TypeScript / JavaScript
Primary language for web and Node.js backends. TypeScript adds static typing that reduces runtime errors in large codebases.
Python
Used for AI/ML pipelines, data processing, scripting, and backend APIs where the scientific library ecosystem (NumPy, Pandas, PyTorch) matters.
Java
Enterprise backend services, Android apps, and systems requiring strong typing, mature tooling, and long-term maintainability.
PHP
WordPress, Drupal, and Laravel projects where PHP is the right tool for the existing ecosystem.
React / Next.js
Default for new web applications. Next.js adds server-side rendering and static generation, which matters for SEO and initial load performance.
Vue.js
Selected when clients prefer a lighter learning curve or have existing Vue codebases. Good fit for mid-size dashboards and internal tools.
React Native
Cross-platform mobile apps that share 70%+ of code between iOS and Android. Chosen over Flutter when the web team needs to contribute to mobile.
Node.js
API servers, real-time applications, and backend services where JavaScript on the server reduces context switching for full-stack teams.
Django / FastAPI
Python web frameworks used for API backends in AI-heavy projects and data-driven applications.
Laravel
PHP framework for rapid application development and CMS-backed web apps when full PHP control is needed.
Platforms & Cloud
Infrastructure, hosting, deployment, and DevOps tooling.
AWS
Primary cloud for production workloads. Lambda, EC2, RDS, S3, and CloudFront cover most architecture needs. Used when clients require enterprise-grade SLAs.
Google Cloud
Preferred for AI and ML workloads. Vertex AI, BigQuery, and Google's AI APIs integrate directly with Python-based data pipelines.
Azure
Required for clients in Microsoft-heavy enterprise environments. Strong integration with Active Directory, SharePoint, and .NET ecosystems.
Vercel
Front-end deployment for Next.js applications. Zero-config CI/CD and edge network give fast global performance with minimal DevOps overhead.
Docker
Consistent environments from development through production. Every application we build is containerized to eliminate environment-specific bugs.
Kubernetes
Container orchestration for applications that need auto-scaling, rolling deployments, or multi-service architecture management.
Supabase
Postgres-backed backend-as-a-service. Used for applications needing auth, real-time subscriptions, and storage without building backend infrastructure from scratch.
Netlify
Static site deployments and JAMstack projects where build-time rendering is preferred over server-side.
Databases & Data Tools
Data storage, retrieval, and query tooling used in production systems.
PostgreSQL
Default relational database for most applications. ACID compliance, JSON support, and mature ecosystem make it the safest choice for production data.
MySQL / MariaDB
Used for WordPress-based projects and legacy system integrations where MySQL is the existing standard.
MongoDB
Document storage for applications with flexible schemas — product catalogs, content management, and event logs.
Redis
Caching, session storage, and real-time pub/sub messaging. Reduces database load and enables sub-millisecond response times for hot data.
Elasticsearch
Full-text search and log analytics for applications that need fast search across large datasets.
Prisma
Type-safe ORM for Node.js. Reduces boilerplate database code and provides compile-time query validation.

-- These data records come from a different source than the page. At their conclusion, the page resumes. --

//! Containerized web application backend
//!
//! Runs one web application container per task and hands the agent its entry
//! URL once it is actually serving. The task category selects a profile
//! (image, container name, host port, readiness path, post-start plan); the
//! selected profile replaces the active configuration wholesale.
//!
//! Container phases: `Absent -> Starting -> AwaitingPort -> AwaitingHttp ->
//! Ready`, with `Failed` reachable from any step and `Ready -> Absent` on
//! cleanup.

use crate::config::WebArenaSettings;
use crate::docker::{ContainerRuntime, RunSpec};
use crate::errors::{BenchEnvError, ConfigError, DockerError, Result};
use crate::lifecycle::{AgentConfig, InitialStateInfo, StateBackend};
use crate::probe::ReadinessProbe;
use crate::retry::poll_until;
use crate::task::Task;
use crate::tracker::{ResourceKind, ResourceTracker, TrackedResource};
use serde::{Deserialize, Serialize};
use serde_json::json;
use std::collections::HashMap;
use std::fmt;
use std::path::PathBuf;
use std::str::FromStr;
use std::time::Duration;
use tokio::time::Instant;
use tracing::{debug, error, info, instrument, warn};

const MAGENTO_BIN: &str = "/var/www/magento2/bin/magento";
const MYSQL_USER: &str = "magentouser";
const MYSQL_PASSWORD: &str = "MyPassword";
const MYSQL_DATABASE: &str = "magentodb";

/// Task categories with a container profile
#[derive(Debug, Clone, Copy, PartialEq, Eq, Hash, Serialize, Deserialize)]
#[serde(rename_all = "snake_case")]
pub enum WebCategory {
    Reddit,
    Shopping,
    ShoppingAdmin,
}

impl WebCategory {
    pub const ALL: [WebCategory; 3] = [Self::Reddit, Self::Shopping, Self::ShoppingAdmin];

    pub fn as_str(&self) -> &'static str {
        match self {
            Self::Reddit => "reddit",
            Self::Shopping => "shopping",
            Self::ShoppingAdmin => "shopping_admin",
        }
    }
}

impl fmt::Display for WebCategory {
    fn fmt(&self, f: &mut fmt::Formatter<'_>) -> fmt::Result {
        f.write_str(self.as_str())
    }
}

impl FromStr for WebCategory {
    type Err = ConfigError;

    fn from_str(s: &str) -> std::result::Result<Self, Self::Err> {
        Self::ALL
            .into_iter()
            .find(|c| c.as_str() == s)
            .ok_or_else(|| ConfigError::UnknownCategory {
                service: "webarena".to_string(),
                category: s.to_string(),
            })
    }
}

/// In-container initialization run after the container starts
#[derive(Debug, Clone, Copy, PartialEq, Eq, Serialize, Deserialize)]
#[serde(rename_all = "snake_case")]
pub enum PostStartPlan {
    None,
    /// Wait for MySQL and Magento, rewrite base URLs, flush cache
    Shopping,
    /// As `Shopping`, plus disable admin password expiry
    ShoppingAdmin,
}

impl PostStartPlan {
    /// Plan for a container name when no profile chose one
    pub fn for_container(name: &str) -> Self {
        match name {
            "shopping" => Self::Shopping,
            "shopping_admin" => Self::ShoppingAdmin,
            _ => Self::None,
        }
    }

    /// Configuration commands, in order, for a store served at `base_url`
    pub fn commands(&self, base_url: &str) -> Vec<Vec<String>> {
        let magento = |args: &[&str]| -> Vec<String> {
            std::iter::once(MAGENTO_BIN)
                .chain(args.iter().copied())
                .map(str::to_string)
                .collect()
        };
        let rewrite_urls = mysql_command(&format!(
            "UPDATE core_config_data SET value='{}/' WHERE path IN ('web/secure/base_url', 'web/unsecure/base_url');",
            base_url
        ));

        match self {
            Self::None => Vec::new(),
            Self::Shopping => vec![
                magento(&["setup:store-config:set", &format!("--base-url={}", base_url)]),
                rewrite_urls,
                magento(&["cache:flush"]),
            ],
            Self::ShoppingAdmin => vec![
                magento(&["setup:store-config:set", &format!("--base-url={}", base_url)]),
                rewrite_urls,
                magento(&["config:set", "admin/security/password_is_forced", "0"]),
                magento(&["config:set", "admin/security/password_lifetime", "0"]),
                magento(&["cache:flush"]),
            ],
        }
    }
}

How We Choose the Stack for Your Project
Every project starts with requirements, not preferences. If you have an existing codebase, we work within it. If you're starting from scratch, we recommend a stack based on your team's future maintainability needs, your deployment environment, your expected traffic scale, and whether you'll need mobile alongside web.
The one thing we don't do is use novel technology to make a project sound more impressive. Postgres and React have solved the same problems reliably for a decade. We use them when they fit. We use newer tools when they materially reduce complexity or cost.